» DATA SECTION:

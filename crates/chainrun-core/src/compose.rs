//! Request composition: dependency injection, header sanitization, URL
//! building and content-type driven body encoding.

use crate::context::RunContext;
use crate::path::{has_content, resolve_or_search_where, value_text};
use crate::types::{
    ExtractionRecord, ParamLocation, ParamMapping, QueryParam, Step, TargetLocation,
};
use reqwest::Method;
use serde_json::{Map, Value};
use std::collections::BTreeMap;
use thiserror::Error;
use tracing::{debug, warn};
use url::Url;

/// Base URL the generator emits when it does not know the real target.
pub const LOCAL_PLACEHOLDER_BASE_URL: &str = "http://localhost:8000";

const STRIPPED_HEADERS: [&str; 6] = [
    "host",
    "if-none-match",
    "if-modified-since",
    "content-length",
    "connection",
    "accept-encoding",
];

/// Errors that make a step template impossible to turn into a request.
#[derive(Error, Debug)]
pub enum ComposeError {
    #[error("step {order} has no HTTP method")]
    MissingMethod { order: u32 },
    #[error("invalid HTTP method: {method}")]
    InvalidMethod { method: String },
    #[error("no base URL available for path {path}")]
    MissingBaseUrl { path: String },
    #[error("invalid URL {url}: {source}")]
    InvalidUrl {
        url: String,
        #[source]
        source: url::ParseError,
    },
}

/// Mutable request template of one step before URL and body are fixed.
#[derive(Debug, Clone, Default, PartialEq)]
pub struct RequestParts {
    pub body: Map<String, Value>,
    pub query: Vec<QueryParam>,
    pub headers: BTreeMap<String, String>,
}

impl RequestParts {
    #[must_use]
    pub fn from_step(step: &Step) -> Self {
        Self {
            body: step.body_params.clone(),
            query: step.query_params.entries(),
            headers: step.headers.clone(),
        }
    }
}

/// Encoded request body.
#[derive(Debug, Clone, PartialEq)]
pub enum RequestBody {
    Empty,
    Json(Value),
    Form(Vec<(String, String)>),
    Multipart(Vec<(String, String)>),
    Raw(String),
}

impl RequestBody {
    /// JSON view of what was sent, for the step record.
    #[must_use]
    pub fn to_value(&self) -> Value {
        match self {
            Self::Empty => Value::Null,
            Self::Json(value) => value.clone(),
            Self::Form(pairs) | Self::Multipart(pairs) => Value::Object(pairs_to_map(pairs)),
            Self::Raw(text) => Value::String(text.clone()),
        }
    }
}

/// A fully composed request ready for dispatch.
#[derive(Debug, Clone)]
pub struct ComposedRequest {
    pub method: Method,
    /// Final URL including the query string.
    pub url: Url,
    pub headers: BTreeMap<String, String>,
    /// Query pairs appended to the path (excluding any embedded in the template).
    pub query: Vec<(String, String)>,
    pub body: RequestBody,
}

/// Pick the base URL for a step. A caller override wins unless it is empty or
/// the local placeholder.
#[must_use]
pub fn effective_base_url(caller: Option<&str>, step: &Step) -> Option<String> {
    let caller = caller.map(str::trim).filter(|c| !c.is_empty());
    let declared = step
        .base_url
        .as_deref()
        .map(str::trim)
        .filter(|b| !b.is_empty());

    match caller {
        Some(url) if !is_placeholder_base(url) => Some(url.to_string()),
        _ => declared.or(caller).map(ToString::to_string),
    }
}

fn is_placeholder_base(url: &str) -> bool {
    url.trim_end_matches('/') == LOCAL_PLACEHOLDER_BASE_URL
}

/// Apply dependency mappings of the step with order `reader` to `parts`.
///
/// Returns one record per mapping. Failed extractions leave the template value
/// in place.
pub fn apply_dependencies(
    parts: &mut RequestParts,
    reader: u32,
    mappings: &[&ParamMapping],
    ctx: &RunContext,
    search_depth: usize,
) -> Vec<ExtractionRecord> {
    mappings
        .iter()
        .map(|mapping| {
            let record = extract(mapping, reader, ctx, search_depth);
            match (&record.value, record.success) {
                (Some(value), true) => write_target(parts, mapping, value),
                _ => warn!(
                    step = reader,
                    from_step = mapping.from_step,
                    field = %mapping.from_field,
                    "extraction failed: {}",
                    record.error_message.as_deref().unwrap_or_default()
                ),
            }
            record
        })
        .collect()
}

fn extract(
    mapping: &ParamMapping,
    reader: u32,
    ctx: &RunContext,
    search_depth: usize,
) -> ExtractionRecord {
    let Some(source) = ctx.response_for(mapping.from_step, reader) else {
        return ExtractionRecord::failed(
            mapping,
            format!("step {} has no captured response", mapping.from_step),
        );
    };

    match resolve_or_search_where(source, &mapping.from_field, search_depth, has_content) {
        Some(found) => {
            let resolved_path = found.via_fallback.then_some(found.path);
            ExtractionRecord::extracted(mapping, found.value.clone(), resolved_path)
        }
        None => ExtractionRecord::failed(
            mapping,
            format!(
                "field {} not found in response of step {}",
                mapping.from_field, mapping.from_step
            ),
        ),
    }
}

fn write_target(parts: &mut RequestParts, mapping: &ParamMapping, value: &Value) {
    let (location, field) = mapping.target();
    match location {
        TargetLocation::Header => {
            let mut text = value_text(value);
            if field.eq_ignore_ascii_case("authorization") && !has_bearer_prefix(&text) {
                text = format!("Bearer {text}");
            }
            set_header(&mut parts.headers, field, text);
        }
        TargetLocation::Body => {
            parts.body.insert(field.to_string(), value.clone());
        }
        TargetLocation::Query => upsert_query(&mut parts.query, field, value.clone()),
    }
}

fn has_bearer_prefix(text: &str) -> bool {
    text.get(..7)
        .is_some_and(|prefix| prefix.eq_ignore_ascii_case("bearer "))
}

fn upsert_query(query: &mut Vec<QueryParam>, name: &str, value: Value) {
    match query.iter_mut().find(|q| q.name == name) {
        Some(existing) => existing.value = value,
        None => query.push(QueryParam::query(name, value)),
    }
}

/// Case-insensitive header lookup.
#[must_use]
pub fn header_value<'a>(headers: &'a BTreeMap<String, String>, name: &str) -> Option<&'a str> {
    headers
        .iter()
        .find(|(key, _)| key.eq_ignore_ascii_case(name))
        .map(|(_, value)| value.as_str())
}

/// Set a header, replacing any existing spelling of the same name.
pub fn set_header(headers: &mut BTreeMap<String, String>, name: &str, value: String) {
    remove_header(headers, name);
    headers.insert(name.to_string(), value);
}

fn remove_header(headers: &mut BTreeMap<String, String>, name: &str) {
    headers.retain(|key, _| !key.eq_ignore_ascii_case(name));
}

/// Strip headers that break replay and force uncached responses.
pub fn sanitize_headers(headers: &mut BTreeMap<String, String>) {
    headers.retain(|key, _| {
        !STRIPPED_HEADERS
            .iter()
            .any(|stripped| key.eq_ignore_ascii_case(stripped))
    });
    set_header(headers, "Cache-Control", "no-cache".to_string());
    set_header(headers, "Pragma", "no-cache".to_string());
}

/// Turn a step template plus injected values into a request.
///
/// # Errors
/// Returns an error if the method is missing or invalid, no base URL is known
/// for a relative path, or the resulting URL does not parse.
pub fn build_request(
    step: &Step,
    parts: RequestParts,
    caller_base: Option<&str>,
) -> Result<ComposedRequest, ComposeError> {
    let method_text = step.method.trim();
    if method_text.is_empty() {
        return Err(ComposeError::MissingMethod { order: step.order });
    }
    let method = Method::from_bytes(method_text.to_ascii_uppercase().as_bytes()).map_err(|_| {
        ComposeError::InvalidMethod {
            method: method_text.to_string(),
        }
    })?;

    let RequestParts {
        mut body,
        query,
        mut headers,
    } = parts;

    let mut path = step.path.trim().to_string();
    let mut remaining = Vec::new();
    for param in query {
        match param.location {
            ParamLocation::Path => {
                let segment = encode_path_segment(&value_text(&param.value));
                path = substitute_path_param(&path, &param.name, &segment);
            }
            ParamLocation::Query => remaining.push(param),
        }
    }

    if method == Method::GET || method == Method::HEAD {
        for (name, value) in std::mem::take(&mut body) {
            upsert_query(&mut remaining, &name, value);
        }
    }

    let base = effective_base_url(caller_base, step);
    let mut url = join_url(base.as_deref(), &path)?;
    let query_pairs = flatten_pairs(remaining.into_iter().map(|q| (q.name, q.value)));
    if !query_pairs.is_empty() {
        let mut serializer = url.query_pairs_mut();
        for (name, value) in &query_pairs {
            serializer.append_pair(name, value);
        }
    }

    sanitize_headers(&mut headers);
    let body = encode_body(body, &mut headers);

    debug!(step = step.order, %method, %url, "composed request");
    Ok(ComposedRequest {
        method,
        url,
        headers,
        query: query_pairs,
        body,
    })
}

/// Percent-encode `value` so it stays a single path segment.
fn encode_path_segment(value: &str) -> String {
    // byte_serialize writes a literal `+` as `%2B`, so every `+` left is a space.
    url::form_urlencoded::byte_serialize(value.as_bytes())
        .collect::<String>()
        .replace('+', "%20")
}

/// Replace `{name}` placeholders and `:name` path segments with `value`.
fn substitute_path_param(path: &str, name: &str, value: &str) -> String {
    let braced = path.replace(&format!("{{{name}}}"), value);
    let colon = format!(":{name}");
    let (route, query) = braced
        .split_once('?')
        .map_or((braced.as_str(), None), |(route, query)| (route, Some(query)));
    let route = route
        .split('/')
        .map(|segment| if segment == colon { value } else { segment })
        .collect::<Vec<_>>()
        .join("/");
    match query {
        Some(query) => format!("{route}?{query}"),
        None => route,
    }
}

fn join_url(base: Option<&str>, path: &str) -> Result<Url, ComposeError> {
    let lowered = path.to_ascii_lowercase();
    let raw = if lowered.starts_with("http://") || lowered.starts_with("https://") {
        path.to_string()
    } else {
        let base = base.ok_or_else(|| ComposeError::MissingBaseUrl {
            path: path.to_string(),
        })?;
        format!(
            "{}/{}",
            base.trim_end_matches('/'),
            path.trim_start_matches('/')
        )
    };
    Url::parse(&raw).map_err(|source| ComposeError::InvalidUrl { url: raw, source })
}

/// Render name/value pairs as text. Arrays become repeated keys; nulls are skipped.
fn flatten_pairs(entries: impl IntoIterator<Item = (String, Value)>) -> Vec<(String, String)> {
    let mut pairs = Vec::new();
    for (name, value) in entries {
        match value {
            Value::Null => {}
            Value::Array(items) => {
                for item in items.iter().filter(|item| !item.is_null()) {
                    pairs.push((name.clone(), value_text(item)));
                }
            }
            other => pairs.push((name, value_text(&other))),
        }
    }
    pairs
}

fn encode_body(body: Map<String, Value>, headers: &mut BTreeMap<String, String>) -> RequestBody {
    if body.is_empty() {
        return RequestBody::Empty;
    }
    let content_type = header_value(headers, "content-type").map(str::to_ascii_lowercase);
    match content_type {
        None => {
            set_header(headers, "Content-Type", "application/json".to_string());
            RequestBody::Json(Value::Object(body))
        }
        Some(ct) if ct.contains("x-www-form-urlencoded") => RequestBody::Form(flatten_pairs(body)),
        Some(ct) if ct.contains("multipart/form-data") => {
            // The client writes its own boundary-bearing content type.
            remove_header(headers, "content-type");
            RequestBody::Multipart(flatten_pairs(body))
        }
        Some(ct) if ct.contains("json") => RequestBody::Json(Value::Object(body)),
        Some(_) => RequestBody::Raw(Value::Object(body).to_string()),
    }
}

fn pairs_to_map(pairs: &[(String, String)]) -> Map<String, Value> {
    let mut map = Map::new();
    for (name, value) in pairs {
        let value = Value::String(value.clone());
        match map.get_mut(name) {
            Some(Value::Array(items)) => items.push(value),
            Some(existing) => {
                let first = existing.take();
                *existing = Value::Array(vec![first, value]);
            }
            None => {
                map.insert(name.clone(), value);
            }
        }
    }
    map
}
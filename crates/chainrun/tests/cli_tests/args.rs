//! CLI argument tests (no server required).

use super::{chainrun, fixtures_dir};
use predicates::prelude::*;

#[test]
fn test_arg_help() {
    chainrun()
        .arg("--help")
        .assert()
        .success()
        .stdout(predicate::str::contains("Runs chained HTTP test scenarios"));
}

#[test]
fn test_arg_version() {
    chainrun()
        .arg("--version")
        .assert()
        .success()
        .stdout(predicate::str::contains("chainrun"));
}

#[test]
fn test_arg_scenario_required() {
    chainrun().assert().code(2).stderr(predicate::str::contains("SCENARIO"));
}

#[test]
fn test_arg_invalid_format() {
    chainrun()
        .arg(fixtures_dir().join("scenarios/health.json"))
        .args(["--format", "xml"])
        .assert()
        .code(2)
        .stderr(predicate::str::contains("Invalid format"));
}

#[test]
fn test_arg_invalid_timeout() {
    chainrun()
        .arg(fixtures_dir().join("scenarios/health.json"))
        .args(["--timeout", "soon"])
        .assert()
        .code(2);
}

#[test]
fn test_arg_invalid_base_url() {
    chainrun()
        .arg(fixtures_dir().join("scenarios/health.json"))
        .args(["--base-url", "ftp://files.test"])
        .assert()
        .code(2)
        .stderr(predicate::str::contains("Invalid configuration"));
}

» WORK INSTRUCTIONS: Reproduce each line from the records that contains the word "impl".

» RESPONSE TO THE TASK:
impl RequestParts {
impl RequestBody {
fn flatten_pairs(entries: impl IntoIterator<Item = (String, Value)>) -> Vec<(String, String)> {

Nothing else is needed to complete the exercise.